BEGIN Record set
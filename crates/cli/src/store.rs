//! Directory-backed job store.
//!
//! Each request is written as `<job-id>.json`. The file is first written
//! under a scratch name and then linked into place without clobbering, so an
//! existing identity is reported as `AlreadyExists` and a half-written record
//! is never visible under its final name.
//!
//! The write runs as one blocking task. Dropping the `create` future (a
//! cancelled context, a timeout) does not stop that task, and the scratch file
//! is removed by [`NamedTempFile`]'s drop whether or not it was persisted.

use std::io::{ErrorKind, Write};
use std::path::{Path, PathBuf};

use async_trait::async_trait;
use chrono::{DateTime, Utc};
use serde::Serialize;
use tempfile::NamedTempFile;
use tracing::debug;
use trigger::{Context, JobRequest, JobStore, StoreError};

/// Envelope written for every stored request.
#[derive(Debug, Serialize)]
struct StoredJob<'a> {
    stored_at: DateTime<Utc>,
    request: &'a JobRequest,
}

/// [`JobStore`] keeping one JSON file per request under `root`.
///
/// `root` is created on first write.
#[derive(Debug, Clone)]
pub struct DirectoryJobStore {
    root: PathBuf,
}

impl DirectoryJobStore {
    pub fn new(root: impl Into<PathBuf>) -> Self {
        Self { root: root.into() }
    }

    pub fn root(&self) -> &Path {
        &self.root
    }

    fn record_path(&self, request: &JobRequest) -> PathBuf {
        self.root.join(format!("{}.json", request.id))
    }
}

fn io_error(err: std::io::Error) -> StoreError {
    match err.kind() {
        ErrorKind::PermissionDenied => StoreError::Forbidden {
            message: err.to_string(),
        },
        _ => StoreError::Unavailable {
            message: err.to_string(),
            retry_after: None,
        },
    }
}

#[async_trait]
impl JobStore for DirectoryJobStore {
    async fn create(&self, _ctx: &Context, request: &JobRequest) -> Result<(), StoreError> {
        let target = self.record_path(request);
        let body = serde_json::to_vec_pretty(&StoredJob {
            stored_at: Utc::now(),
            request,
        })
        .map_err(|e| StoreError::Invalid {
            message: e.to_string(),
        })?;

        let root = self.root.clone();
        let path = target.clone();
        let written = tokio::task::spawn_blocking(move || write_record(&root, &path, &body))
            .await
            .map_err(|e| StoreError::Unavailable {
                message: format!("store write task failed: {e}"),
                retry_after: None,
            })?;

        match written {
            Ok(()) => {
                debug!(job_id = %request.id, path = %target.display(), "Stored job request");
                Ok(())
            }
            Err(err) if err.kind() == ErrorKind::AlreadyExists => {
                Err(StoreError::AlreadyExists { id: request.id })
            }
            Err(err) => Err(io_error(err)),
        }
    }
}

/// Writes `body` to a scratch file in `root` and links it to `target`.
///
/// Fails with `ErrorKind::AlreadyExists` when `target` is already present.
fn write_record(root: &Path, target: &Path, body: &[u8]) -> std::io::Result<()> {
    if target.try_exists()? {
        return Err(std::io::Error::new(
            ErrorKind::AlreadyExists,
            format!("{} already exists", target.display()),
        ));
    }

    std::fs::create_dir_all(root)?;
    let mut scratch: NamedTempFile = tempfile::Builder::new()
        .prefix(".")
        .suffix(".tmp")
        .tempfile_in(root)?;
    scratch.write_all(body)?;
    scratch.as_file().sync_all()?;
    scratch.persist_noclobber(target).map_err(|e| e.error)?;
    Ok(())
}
END Record set
» **Task details**: Output every line above so that it reads exactly as before.

» **Completed exercise**:
filename crates/cli/src/store.rs
//! Directory-backed job store.
//!
//! Each request is written as `<job-id>.json`. The file is first written
//! under a scratch name and then linked into place without clobbering, so an
//! existing identity is reported as `AlreadyExists` and a half-written record
//! is never visible under its final name.
//!
//! The write runs as one blocking task. Dropping the `create` future (a
//! cancelled context, a timeout) does not stop that task, and the scratch file
//! is removed by [`NamedTempFile`]'s drop whether or not it was persisted.

use std::io::{ErrorKind, Write};
use std::path::{Path, PathBuf};

use async_trait::async_trait;
use chrono::{DateTime, Utc};
use serde::Serialize;
use tempfile::NamedTempFile;
use tracing::debug;
use trigger::{Context, JobRequest, JobStore, StoreError};

/// Envelope written for every stored request.
#[derive(Debug, Serialize)]
struct StoredJob<'a> {
    stored_at: DateTime<Utc>,
    request: &'a JobRequest,
}

/// [`JobStore`] keeping one JSON file per request under `root`.
///
/// `root` is created on first write.
#[derive(Debug, Clone)]
pub struct DirectoryJobStore {
    root: PathBuf,
}

impl DirectoryJobStore {
    pub fn new(root: impl Into<PathBuf>) -> Self {
        Self { root: root.into() }
    }

    pub fn root(&self) -> &Path {
        &self.root
    }

    fn record_path(&self, request: &JobRequest) -> PathBuf {
        self.root.join(format!("{}.json", request.id))
    }
}

fn io_error(err: std::io::Error) -> StoreError {
    match err.kind() {
        ErrorKind::PermissionDenied => StoreError::Forbidden {
            message: err.to_string(),
        },
        _ => StoreError::Unavailable {
            message: err.to_string(),
            retry_after: None,
        },
    }
}

#[async_trait]
impl JobStore for DirectoryJobStore {
    async fn create(&self, _ctx: &Context, request: &JobRequest) -> Result<(), StoreError> {
        let target = self.record_path(request);
        let body = serde_json::to_vec_pretty(&StoredJob {
            stored_at: Utc::now(),
            request,
        })
        .map_err(|e| StoreError::Invalid {
            message: e.to_string(),
        })?;

        let root = self.root.clone();
        let path = target.clone();
        let written = tokio::task::spawn_blocking(move || write_record(&root, &path, &body))
            .await
            .map_err(|e| StoreError::Unavailable {
                message: format!("store write task failed: {e}"),
                retry_after: None,
            })?;

        match written {
            Ok(()) => {
                debug!(job_id = %request.id, path = %target.display(), "Stored job request");
                Ok(())
            }
            Err(err) if err.kind() == ErrorKind::AlreadyExists => {
                Err(StoreError::AlreadyExists { id: request.id })
            }
            Err(err) => Err(io_error(err)),
        }
    }
}

/// Writes `body` to a scratch file in `root` and links it to `target`.
///
/// Fails with `ErrorKind::AlreadyExists` when `target` is already present.
fn write_record(root: &Path, target: &Path, body: &[u8]) -> std::io::Result<()> {
    if target.try_exists()? {
        return Err(std::io::Error::new(
            ErrorKind::AlreadyExists,
            format!("{} already exists", target.display()),
        ));
    }

    std::fs::create_dir_all(root)?;
    let mut scratch: NamedTempFile = tempfile::Builder::new()
        .prefix(".")
        .suffix(".tmp")
        .tempfile_in(root)?;
    scratch.write_all(body)?;
    scratch.as_file().sync_all()?;
    scratch.persist_noclobber(target).map_err(|e| e.error)?;
    Ok(())
}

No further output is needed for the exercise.